Even the names we refer to them by suggest that one of these two guys is viewed very differently from the other. I’ve instinctively slipped into referring to the mayor of London by his first name: he’s always Sadiq, not Khan, just as his predecessors were Boris and Ken. But, despite Eoin Clarke’s brief attempt to promote his 2015 leadership campaign with a twitter feed called “Labour Andy”, Burnham is still Burnham: formal, not familiar. 

I’ve a few theories to explain all this, though I’ve no idea which is correct. For a while I’ve assumed it’s about sincerity. When Sadiq Khan mentions his dad’s bus for the 257th time in a day, he does it with a wink to the audience, making a crack about the fact he won’t stop going on about it. That way, the message gets through to the punters at home who are only half listening, but the bored lobby hacks who’ve heard this routine two dozen times before feel they’re in the joke.

Burnham, it seems to me, lacks this lightness of touch: when he won’t stop banging on about the fact he grew up in the north, it feels uncomfortably like he means it. And to take yourself seriously in politics is sometimes to invite others to make jokes at your expense.

Then again, perhaps the problem is that Burnham isn’t quite sincere enough. Sadiq Khan genuinely is the son of a bus-driving immigrant: he may keep going on about it, but it is at least true. Burnham’s “just a northern lad” narrative is true, too, but excludes some crucial facts: that he went to Cambridge, and was working in Parliament aged 24. Perhaps that shouldn’t change how we interpret his story; but I fear, nonetheless, it does.

Maybe that’s not it, though: maybe I’m just another London media snob.

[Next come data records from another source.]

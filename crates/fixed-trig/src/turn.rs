// SPDX-License-Identifier: Apache-2.0
// © James Ross Ω FLYING•ROBOTS <https://github.com/flyingrobots>
//! Range reduction from `10^18`-scaled radians onto the internal 30-bit turn.

use crate::consts::{ANGLES_IN_CYCLE, TWO_PI};

/// Maps `angle` (radians × `10^18`, any magnitude) to `[0, 2^30)`.
///
/// Computes `floor(2^30 * (angle mod TWO_PI) / TWO_PI)`. The reduced angle is
/// below `2^63`, so the product stays below `2^93` and cannot overflow `u128`.
#[inline]
#[allow(clippy::cast_possible_truncation)]
pub(crate) fn to_turn(angle: u128) -> u32 {
    // Safe: `angle % TWO_PI < TWO_PI`, so the quotient is below `2^30`.
    (ANGLES_IN_CYCLE * (angle % TWO_PI) / TWO_PI) as u32
}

Because Burnham did grow up at the disadvantaged end of the country, a region where, for too many people, chasing opportunities means leaving. The idea London is a city where the son of a bus driver can become mayor flatters our metropolitan self-image; the idea that a northerner who wants to build a career in politics has to head south at the earliest opportunity does the opposite. 

So if we roll our eyes when Burnham talks about the north, perhaps that reflects badly on us, not him: the opposite of northern chippiness is southern snobbery.

There’s one last possibility for why we may rate Sadiq Khan more highly than Andy Burnham: Sadiq Khan won. We can titter a little at the jokes and the fibs but he is, nonetheless, mayor of London. Andy Burnham is just the bloke who lost two Labour leadership campaigns.

At least – for now. In six weeks time, he’s highly likely to the first mayor of Greater Manchester. Slipperiness is not the worst quality in a mayor; and so much of the job will be about banging the drum for the city, and the region, that Burnham’s tendency to wear his northernness on his sleeve will be a positive boon.

Sadiq Khan’s stature has grown because the fact he became London’s mayor seems to say something, about the kind of city London is and the kind we want it to be. Perhaps, after May, Andy Burnham can do the same for the north – and the north can do the same for Andy Burnham.